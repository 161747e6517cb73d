//! Issue classification
//!
//! Splits issues into CLI and library buckets by the audience label, then
//! sorts each bucket into categories by its single type label. Issues with
//! no type label, several type labels or an unknown type label are left out
//! of every category and reported as [`Diagnostic`]s instead.

use relnotes_core::{Issue, TaxonomyConfig};
use tracing::{debug, info, instrument};

use crate::types::{
    Audience, AudienceReport, ClassifiedIssue, ClassifiedReport, Diagnostic, DiagnosticKind,
};

/// Classifies issues against a label taxonomy
#[derive(Debug, Clone)]
pub struct Classifier {
    taxonomy: TaxonomyConfig,
}

impl Classifier {
    /// Create a new classifier for a taxonomy
    pub fn new(taxonomy: TaxonomyConfig) -> Self {
        Self { taxonomy }
    }

    /// Which bucket an issue belongs to
    pub fn audience_of(&self, issue: &Issue) -> Audience {
        if issue.has_label(&self.taxonomy.audience_label) {
            Audience::Library
        } else {
            Audience::Cli
        }
    }

    /// Annotation tags for an issue, in the taxonomy's declared order
    pub fn annotations_of(&self, issue: &Issue) -> Vec<String> {
        self.taxonomy
            .annotations
            .iter()
            .filter(|a| issue.has_label(&a.label))
            .map(|a| a.tag.clone())
            .collect()
    }

    /// Classify issues, keeping their arrival order within each category
    #[instrument(skip(self, issues))]
    pub fn classify<I>(&self, issues: I) -> ClassifiedReport
    where
        I: IntoIterator<Item = Issue>,
    {
        let titles = || self.taxonomy.category_titles();
        let mut report = ClassifiedReport {
            cli: AudienceReport::with_categories(titles()),
            library: AudienceReport::with_categories(titles()),
            diagnostics: Vec::new(),
        };

        for issue in issues {
            let audience = self.audience_of(&issue);
            let tags = self.annotations_of(&issue);
            let type_labels: Vec<String> = issue
                .labels_with_prefix(&self.taxonomy.type_prefix)
                .map(str::to_string)
                .collect();

            let bucket = match audience {
                Audience::Cli => &mut report.cli,
                Audience::Library => &mut report.library,
            };
            bucket.total += 1;

            let kind = match type_labels.as_slice() {
                [] => DiagnosticKind::Uncategorized,
                [label] => match self.taxonomy.category_for_label(label) {
                    Some(category) => {
                        // Groups mirror the taxonomy's categories one-to-one.
                        if let Some(group) =
                            bucket.groups.iter_mut().find(|g| g.title == category.title)
                        {
                            group.push(ClassifiedIssue { issue, tags });
                        }
                        continue;
                    }
                    None => DiagnosticKind::UnknownCategory,
                },
                _ => DiagnosticKind::MultiCategorized,
            };

            let diagnostic = Diagnostic {
                kind,
                number: issue.number,
                audience,
                type_labels,
                tags,
            };
            match kind {
                DiagnosticKind::UnknownCategory => {
                    debug!(number = issue.number, %audience, labels = ?diagnostic.type_labels, "issue type has no category")
                }
                // Console reporting belongs to the caller.
                _ => {
                    info!(number = issue.number, %audience, kind = %kind, labels = ?diagnostic.type_labels, "{}", diagnostic)
                }
            }
            report.diagnostics.push(diagnostic);
        }

        debug!(
            cli = report.cli.total,
            library = report.library.total,
            diagnostics = report.diagnostics.len(),
            "issues classified"
        );

        report
    }
}

impl Default for Classifier {
    fn default() -> Self {
        Self::new(TaxonomyConfig::default())
    }
}
//! Generate command

use std::path::PathBuf;

use anyhow::Context;
use clap::Args;
use console::style;
use tracing::info;

use relnotes_changelog::{
    write_github_outputs, write_release_notes, ChangelogGenerator, ReleaseNotes,
};
use relnotes_core::config::load_config_or_default;
use relnotes_core::{Config, ConfigError};
use relnotes_github::{GitHubSource, IssueSource, JsonFileSource};

use crate::cli::{output, Cli, OutputFormat};

/// Repository label used when issues come from a file
const LOCAL_REPOSITORY: &str = "local";

/// Generate release notes for a milestone
#[derive(Debug, Args)]
pub struct GenerateCommand {
    /// Milestone to collect closed pull requests for
    #[arg(short, long, env = "RELNOTES_MILESTONE")]
    pub milestone: Option<String>,

    /// Repository in owner/name form
    #[arg(short, long, env = "GITHUB_REPOSITORY")]
    pub repository: Option<String>,

    /// GitHub API token
    #[arg(long, env = "GITHUB_TOKEN", hide_env_values = true)]
    pub token: Option<String>,

    /// Read issues from a JSON file instead of GitHub
    #[arg(long, value_name = "PATH")]
    pub issues_file: Option<PathBuf>,

    /// Write to file (default: print to stdout)
    #[arg(short, long)]
    pub write: bool,

    /// Output file (defaults to the configured file name)
    #[arg(short, long)]
    pub output: Option<PathBuf>,

    /// GitHub Actions output file to receive `contents` and `file`
    #[arg(long, env = "GITHUB_OUTPUT", value_name = "PATH")]
    pub github_output: Option<PathBuf>,
}

impl GenerateCommand {
    /// Execute the generate command
    pub fn execute(&self, cli: &Cli) -> anyhow::Result<()> {
        info!(
            milestone = ?self.milestone,
            repository = ?self.repository,
            issues_file = ?self.issues_file,
            write = self.write,
            "executing generate command"
        );
        let cwd = std::env::current_dir()?;
        let (config, _) = load_config_or_default(&cwd)?;

        // Fail before any fetch if required inputs are missing.
        let milestone = resolve_required(
            self.milestone.as_deref(),
            config.milestone.as_deref(),
            "milestone (--milestone or RELNOTES_MILESTONE)",
        )?;
        let (source, repository) = self.build_source(&config)?;

        let rt = tokio::runtime::Runtime::new()?;
        let issues = rt
            .block_on(source.fetch(&repository, &milestone))
            .with_context(|| format!("collecting pull requests from {}", source.name()))?;

        let mut output_config = config.output.clone();
        if let Some(path) = &self.output {
            output_config.file = path.clone();
        }
        let generator = ChangelogGenerator::new(config.taxonomy.clone(), output_config);
        let notes = generator.generate(&issues);

        if !cli.quiet {
            report_summary(&notes);
        }

        if self.write {
            let path = write_release_notes(&notes, &cwd)?;
            if !cli.quiet {
                output::success(&format!(
                    "Release notes written to {}",
                    style(path.display()).cyan()
                ));
            }
        }

        if let Some(path) = &self.github_output {
            write_github_outputs(&notes, path)?;
            info!(path = %path.display(), "github outputs set");
        }

        match cli.format {
            OutputFormat::Json => {
                println!("{}", serde_json::to_string_pretty(&notes)?);
            }
            OutputFormat::Text => {
                if !self.write {
                    print!("{}", notes.contents);
                }
            }
        }

        Ok(())
    }

    /// Pick the issue source and the repository it reads from
    fn build_source(&self, config: &Config) -> anyhow::Result<(Box<dyn IssueSource>, String)> {
        if let Some(path) = &self.issues_file {
            let repository = self
                .repository
                .clone()
                .or_else(|| config.repository.clone())
                .unwrap_or_else(|| LOCAL_REPOSITORY.to_string());
            return Ok((Box::new(JsonFileSource::new(path)), repository));
        }

        let repository = resolve_required(
            self.repository.as_deref(),
            config.repository.as_deref(),
            "repository (--repository or GITHUB_REPOSITORY)",
        )?;
        let token = self
            .token
            .clone()
            .or_else(|| std::env::var(&config.github.token_env).ok());
        let source = GitHubSource::new(config.github.clone(), token)?;

        Ok((Box::new(source), repository))
    }
}

/// Take a value from the command line, falling back to the config file
fn resolve_required(
    flag: Option<&str>,
    configured: Option<&str>,
    field: &str,
) -> Result<String, ConfigError> {
    flag.or(configured)
        .map(str::trim)
        .filter(|v| !v.is_empty())
        .map(str::to_string)
        .ok_or_else(|| ConfigError::MissingField(field.to_string()))
}

fn report_summary(notes: &ReleaseNotes) {
    let summary = &notes.summary;
    output::info(&format!("CLI issues: {}", summary.cli_total));
    output::info(&format!("Library issues: {}", summary.library_total));

    for diagnostic in &notes.diagnostics {
        output::warning(&diagnostic.to_string());
    }

    if summary.dropped() > 0 {
        eprintln!(
            "{}",
            output::key_value("uncategorized", &summary.uncategorized.to_string())
        );
        eprintln!(
            "{}",
            output::key_value("multi-categorized", &summary.multi_categorized.to_string())
        );
        eprintln!(
            "{}",
            output::key_value("unknown category", &summary.unknown_category.to_string())
        );
    }
    output::info("Note: issues whose type has no category are not presented");

    if notes.is_empty() {
        output::warning("No categorized pull requests; release notes are empty");
    }
}
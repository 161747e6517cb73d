//! GitHub issue search: query building, response types and pagination links

use std::sync::LazyLock;

use relnotes_core::config::is_valid_repository;
use relnotes_core::Issue;
use regex::Regex;
use serde::Deserialize;

use crate::error::{CollectorError, Result};

static LINK_REGEX: LazyLock<Regex> =
    LazyLock::new(|| Regex::new(r#"<([^>]*)>\s*;\s*rel="([^"]+)""#).expect("Invalid regex"));

/// Login used by GitHub for deleted accounts
pub const GHOST_USER: &str = "ghost";

/// Search API response page
#[derive(Debug, Deserialize)]
pub(crate) struct SearchResponse {
    /// Total number of matches across all pages
    pub total_count: u64,
    /// Whether the search timed out before finding all matches
    #[serde(default)]
    pub incomplete_results: bool,
    /// Matches on this page
    pub items: Vec<SearchItem>,
}

/// A single search match
#[derive(Debug, Deserialize)]
pub(crate) struct SearchItem {
    number: u64,
    title: String,
    user: Option<SearchUser>,
    #[serde(default)]
    labels: Vec<SearchLabel>,
}

#[derive(Debug, Deserialize)]
struct SearchUser {
    login: String,
}

#[derive(Debug, Deserialize)]
struct SearchLabel {
    name: String,
}

impl From<SearchItem> for Issue {
    fn from(item: SearchItem) -> Self {
        let author = item
            .user
            .map(|u| u.login)
            .unwrap_or_else(|| GHOST_USER.to_string());
        Issue::new(item.number, item.title, author)
            .with_labels(item.labels.into_iter().map(|l| l.name))
    }
}

/// Split and validate an `owner/name` repository identifier
pub fn parse_repository(repository: &str) -> Result<(String, String)> {
    let repository = repository.trim();
    if !is_valid_repository(repository) {
        return Err(CollectorError::InvalidRepository(repository.to_string()));
    }

    match repository.split_once('/') {
        Some((owner, name)) => Ok((owner.to_string(), name.to_string())),
        None => Err(CollectorError::InvalidRepository(repository.to_string())),
    }
}

/// Build the search query for closed pull requests of a milestone
///
/// Milestones containing whitespace are quoted.
pub fn build_search_query(repository: &str, milestone: &str) -> String {
    let milestone = milestone.trim();
    let milestone = if milestone.chars().any(char::is_whitespace) {
        format!("\"{}\"", milestone.replace('"', ""))
    } else {
        milestone.to_string()
    };

    format!(
        "repo:{} is:pr state:closed milestone:{}",
        repository.trim(),
        milestone
    )
}

/// Extract the `rel="next"` target from a `Link` header
///
/// Returns `Ok(None)` when there is no next page.
pub fn next_page_url(link_header: &str) -> Result<Option<String>> {
    for part in link_header.split(',') {
        let part = part.trim();
        if part.is_empty() {
            continue;
        }

        let captures = LINK_REGEX
            .captures(part)
            .ok_or_else(|| CollectorError::InvalidLink(part.to_string()))?;

        if captures[2].split_whitespace().any(|rel| rel == "next") {
            let url = captures[1].to_string();
            if url.is_empty() {
                return Err(CollectorError::InvalidLink(part.to_string()));
            }
            return Ok(Some(url));
        }
    }

    Ok(None)
}

#[cfg(test)]
mod tests {
    use super::*;

    #[test]
    fn test_parse_repository() {
        let (owner, name) = parse_repository("buildpacks/pack").unwrap();
        assert_eq!(owner, "buildpacks");
        assert_eq!(name, "pack");
    }

    #[test]
    fn test_parse_repository_invalid() {
        assert!(matches!(
            parse_repository("pack"),
            Err(CollectorError::InvalidRepository(_))
        ));
        assert!(parse_repository("").is_err());
        assert!(parse_repository("a/b/c").is_err());
    }

    #[test]
    fn test_build_search_query() {
        assert_eq!(
            build_search_query("buildpacks/pack", "0.30.0"),
            "repo:buildpacks/pack is:pr state:closed milestone:0.30.0"
        );
    }

    #[test]
    fn test_build_search_query_quotes_spaces() {
        assert_eq!(
            build_search_query("acme/widgets", "Sprint 4"),
            "repo:acme/widgets is:pr state:closed milestone:\"Sprint 4\""
        );
    }

    #[test]
    fn test_next_page_url() {
        let header = r#"<https://api.github.com/search/issues?q=x&page=2>; rel="next", <https://api.github.com/search/issues?q=x&page=5>; rel="last""#;
        assert_eq!(
            next_page_url(header).unwrap().as_deref(),
            Some("https://api.github.com/search/issues?q=x&page=2")
        );
    }

    #[test]
    fn test_next_page_url_last_page() {
        let header = r#"<https://api.github.com/search/issues?q=x&page=1>; rel="first", <https://api.github.com/search/issues?q=x&page=4>; rel="prev""#;
        assert_eq!(next_page_url(header).unwrap(), None);
    }

    #[test]
    fn test_next_page_url_malformed() {
        assert!(next_page_url("garbage").is_err());
    }

    #[test]
    fn test_search_item_into_issue() {
        let item: SearchItem = serde_json::from_str(
            r#"{
                "number": 12,
                "title": "Add X",
                "user": {"login": "octocat"},
                "labels": [{"name": "type/enhancement"}, {"name": "lib"}],
                "pull_request": {"url": "https://example.invalid"}
            }"#,
        )
        .unwrap();

        let issue = Issue::from(item);
        assert_eq!(issue.number, 12);
        assert_eq!(issue.author, "octocat");
        assert!(issue.has_label("lib"));
        assert!(issue.has_label("type/enhancement"));
    }

    #[test]
    fn test_search_item_without_user() {
        let item: SearchItem =
            serde_json::from_str(r#"{"number": 3, "title": "Old", "user": null}"#).unwrap();
        assert_eq!(Issue::from(item).author, GHOST_USER);
    }
}
//! Default configuration values

/// Default configuration file name (YAML)
pub const DEFAULT_CONFIG_YAML: &str = "relnotes.yaml";

/// Default configuration file name (TOML)
pub const DEFAULT_CONFIG_TOML: &str = "relnotes.toml";

/// Alternative configuration file name
pub const ALT_CONFIG_FILE: &str = ".relnotes.yaml";

/// Get list of config file names to search for
pub fn config_file_names() -> Vec<&'static str> {
    vec![
        DEFAULT_CONFIG_YAML,
        DEFAULT_CONFIG_TOML,
        ALT_CONFIG_FILE,
        ".relnotes.toml",
    ]
}

/// Default configuration template
pub const DEFAULT_CONFIG_TEMPLATE: &str = r#"# relnotes configuration
# repository and milestone may also come from --repository/--milestone
# or the GITHUB_REPOSITORY/RELNOTES_MILESTONE environment variables.

# repository: owner/name
# milestone: "1.0.0"

github:
  api_url: https://api.github.com
  token_env: GITHUB_TOKEN
  per_page: 100
  timeout_secs: 30

taxonomy:
  audience_label: lib
  type_prefix: "type/"
  categories:
    - title: Features
      suffix: enhancement
    - title: Fixes
      suffix: bug
  annotations:
    - label: experimental
      tag: experimental
    - label: breaking-change
      tag: breaking

output:
  file: changelog.md
  include_authors: true
  library:
    heading: Library
    summary: "Changes that only affect library usage..."
"#;
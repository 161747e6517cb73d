//! Core types for relnotes

use std::collections::BTreeSet;

use serde::{Deserialize, Serialize};

/// A closed pull request considered for release notes
#[derive(Debug, Clone, PartialEq, Eq, Serialize, Deserialize)]
pub struct Issue {
    /// Pull request number, unique within a repository
    pub number: u64,
    /// Pull request title
    pub title: String,
    /// Handle of the author (without the leading `@`)
    pub author: String,
    /// Label names attached to the pull request
    #[serde(default)]
    pub labels: BTreeSet<String>,
}

impl Issue {
    /// Create a new issue without labels
    pub fn new(number: u64, title: impl Into<String>, author: impl Into<String>) -> Self {
        Self {
            number,
            title: title.into(),
            author: author.into(),
            labels: BTreeSet::new(),
        }
    }

    /// Add a label
    pub fn with_label(mut self, label: impl Into<String>) -> Self {
        self.labels.insert(label.into());
        self
    }

    /// Add several labels
    pub fn with_labels<I, S>(mut self, labels: I) -> Self
    where
        I: IntoIterator<Item = S>,
        S: Into<String>,
    {
        self.labels.extend(labels.into_iter().map(Into::into));
        self
    }

    /// Check whether the issue carries a label
    pub fn has_label(&self, label: &str) -> bool {
        self.labels.contains(label)
    }

    /// Labels starting with the given prefix, in sorted order
    pub fn labels_with_prefix<'a>(&'a self, prefix: &'a str) -> impl Iterator<Item = &'a str> + 'a {
        self.labels
            .iter()
            .map(String::as_str)
            .filter(move |label| label.starts_with(prefix))
    }
}

impl std::fmt::Display for Issue {
    fn fmt(&self, f: &mut std::fmt::Formatter<'_>) -> std::fmt::Result {
        write!(f, "#{} {}", self.number, self.title)
    }
}
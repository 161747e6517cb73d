//! Init command

use std::path::{Path, PathBuf};

use clap::Args;
use console::style;
use dialoguer::{Confirm, Select};
use tracing::info;

use relnotes_core::config::defaults::{DEFAULT_CONFIG_TEMPLATE, DEFAULT_CONFIG_YAML};
use relnotes_core::Config;

use crate::cli::Cli;

/// Initialize a new relnotes configuration
#[derive(Debug, Args)]
pub struct InitCommand {
    /// Force overwrite existing configuration
    #[arg(short, long)]
    pub force: bool,

    /// Use defaults without prompting
    #[arg(short = 'y', long)]
    pub yes: bool,

    /// Output file path
    #[arg(short, long)]
    pub output: Option<PathBuf>,

    /// Configuration file format
    #[arg(long, value_enum)]
    pub config_format: Option<ConfigFormat>,
}

/// Format of the generated configuration file
#[derive(Debug, Clone, Copy, PartialEq, Eq, clap::ValueEnum)]
pub enum ConfigFormat {
    Yaml,
    Toml,
}

impl InitCommand {
    /// Execute the init command
    pub fn execute(&self, cli: &Cli) -> anyhow::Result<()> {
        info!(force = self.force, yes = self.yes, "executing init command");
        let cwd = std::env::current_dir()?;
        let requested = self
            .output
            .clone()
            .unwrap_or_else(|| cwd.join(DEFAULT_CONFIG_YAML));

        let format = self.choose_format(&requested)?;
        let config_path = target_path(requested, format);

        if config_path.exists() && !self.force {
            if self.yes {
                anyhow::bail!(
                    "Configuration file already exists at {}. Use --force to overwrite.",
                    config_path.display()
                );
            }

            let overwrite = Confirm::new()
                .with_prompt(format!(
                    "Configuration file already exists at {}. Overwrite?",
                    config_path.display()
                ))
                .default(false)
                .interact()?;

            if !overwrite {
                eprintln!("{}", style("Aborted.").yellow());
                return Ok(());
            }
        }

        let content = render_config(format)?;
        std::fs::write(&config_path, &content)?;

        if !cli.quiet {
            eprintln!(
                "{} Created configuration at {}",
                style("✓").green().bold(),
                style(config_path.display()).cyan()
            );
            eprintln!();
            eprintln!("Next steps:");
            eprintln!(
                "  1. Edit {} to match your repository's labels",
                config_path.display()
            );
            eprintln!("  2. Run {} to verify your setup", style("relnotes validate").cyan());
            eprintln!(
                "  3. Run {} to draft notes",
                style("relnotes generate --milestone <name>").cyan()
            );
        }

        Ok(())
    }

    /// An explicit flag or `.toml` path decides the format; otherwise ask.
    fn choose_format(&self, requested: &Path) -> anyhow::Result<ConfigFormat> {
        if let Some(format) = self.config_format {
            return Ok(format);
        }
        if requested.extension().is_some_and(|e| e == "toml") {
            return Ok(ConfigFormat::Toml);
        }
        if self.yes {
            return Ok(ConfigFormat::Yaml);
        }

        let formats = [ConfigFormat::Yaml, ConfigFormat::Toml];
        let selection = Select::new()
            .with_prompt("Configuration format")
            .items(&["yaml", "toml"])
            .default(0)
            .interact()?;
        Ok(formats[selection])
    }
}

/// The file that will actually be written for a format
fn target_path(requested: PathBuf, format: ConfigFormat) -> PathBuf {
    let extension = match format {
        ConfigFormat::Yaml => "yaml",
        ConfigFormat::Toml => "toml",
    };
    let other = match format {
        ConfigFormat::Yaml => "toml",
        ConfigFormat::Toml => "yaml",
    };

    if requested.extension().is_some_and(|e| e == other) {
        requested.with_extension(extension)
    } else {
        requested
    }
}

/// Render the default configuration in the requested format
fn render_config(format: ConfigFormat) -> anyhow::Result<String> {
    match format {
        ConfigFormat::Toml => {
            let config: Config = serde_yaml::from_str(DEFAULT_CONFIG_TEMPLATE)?;
            Ok(toml::to_string_pretty(&config)?)
        }
        ConfigFormat::Yaml => Ok(DEFAULT_CONFIG_TEMPLATE.to_string()),
    }
}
• • • • • • •
WHAT TO WORK ON: Scan the material above for lines holding "field" and copy each of them.

RESULT:
    field: &str,
        .ok_or_else(|| ConfigError::MissingField(field.to_string()))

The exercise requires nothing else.